Blackwell L F, Motion R L, MacGibbon A K, Hardman M J, Buckley P D
Biochem J. 1987 Mar 15;242(3):803-8. doi: 10.1042/bj2420803.
The displacement of NADH from the aldehyde dehydrogenase X NADH complex by NAD+ was followed at pH 7.0, and the data were fitted by a non-linear least-squares iterative procedure. At pH 7.0 the decay constants for the dissociation of NADH from aldehyde dehydrogenase X NADH complexes (1.62 +/- 0.09 s-1 and 0.25 +/- 0.004 s-1) were similar to the values previously determined by MacGibbon, Buckley & Blackwell [(1977) Biochem. J. 165, 455-462] at pH 7.6, and apparent differences between these values and those reported by Dickinson [(1985) Biochem. J. 225, 159-165] are resolved. Experiments at low concentrations of propionaldehyde show that isomerization of a binary E X NADH complex is part of the normal catalytic mechanism of the enzyme. Evidence is presented that the active-site concentration of aldehyde dehydrogenase is halved when enzyme is pre-diluted to low concentrations before addition of NAD+ and substrate. The consequences of this for the reported values of kcat. are discussed. A general mechanism for the aldehyde dehydrogenase-catalysed oxidation of propionaldehyde which accounts for the published kinetic data, at concentrations of aldehyde which bind only at the active site, is presented.

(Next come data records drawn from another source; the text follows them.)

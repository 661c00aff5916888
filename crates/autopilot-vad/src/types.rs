/// Silence/speech classification of a single frame.
#[derive(Debug, Clone, Copy, PartialEq, Eq)]
pub enum VadState {
    Silence,
    Speech,
}

impl Default for VadState {
    fn default() -> Self {
        Self::Silence
    }
}

/// VAD tuning. `aggressiveness` is the spec's 0–3 knob; higher rejects more
/// borderline-quiet audio as silence, mirroring WebRTC-style VAD presets.
#[derive(Debug, Clone)]
pub struct VadConfig {
    pub aggressiveness: u8,
    pub sample_rate_hz: u32,
    pub frame_size_samples: usize,
    /// Frames of trailing silence folded into the preceding speech run
    /// before a SpeechEnd is considered settled (spec §4.1 hangover window).
    pub hangover_frames: u32,
}

impl Default for VadConfig {
    fn default() -> Self {
        Self {
            aggressiveness: 2,
            sample_rate_hz: 16_000,
            frame_size_samples: 3_200, // 200ms @ 16kHz
            hangover_frames: 1,
        }
    }
}

impl VadConfig {
    /// Onset threshold in dBFS above the noise floor. Aggressiveness 0 is
    /// permissive (admits quieter speech); 3 is strict.
    pub fn onset_threshold_db(&self) -> f32 {
        match self.aggressiveness {
            0 => 3.0,
            1 => 6.0,
            2 => 9.0,
            _ => 12.0,
        }
    }

    pub fn offset_threshold_db(&self) -> f32 {
        self.onset_threshold_db() - 3.0
    }
}
pub mod embedder;
pub mod matcher;
pub mod phonetic;
pub mod semantic;

pub use embedder::{Embedder, HashingEmbedder};
pub use matcher::{MatchResult, SpeechMatcher};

在pH 7.0条件下,研究了NAD⁺从醛脱氢酶X NADH复合物中置换NADH的过程,并通过非线性最小二乘法迭代程序对数据进行拟合。在pH 7.0时,NADH从醛脱氢酶X NADH复合物解离的衰减常数(1.62±0.09 s⁻¹和0.25±0.004 s⁻¹)与MacGibbon、Buckley和Blackwell [(1977年)《生物化学杂志》165卷,455 - 462页] 在pH 7.6时先前测定的值相似,这些值与Dickinson [(1985年)《生物化学杂志》225卷,159 - 165页] 报道的值之间的明显差异得到了解决。低浓度丙醛的实验表明,二元E X NADH复合物的异构化是该酶正常催化机制的一部分。有证据表明,在加入NAD⁺和底物之前将酶预稀释至低浓度时,醛脱氢酶的活性位点浓度减半。讨论了这对报道的kcat值的影响。提出了一种醛脱氢酶催化丙醛氧化的通用机制,该机制解释了在仅在活性位点结合的醛浓度下已发表的动力学数据。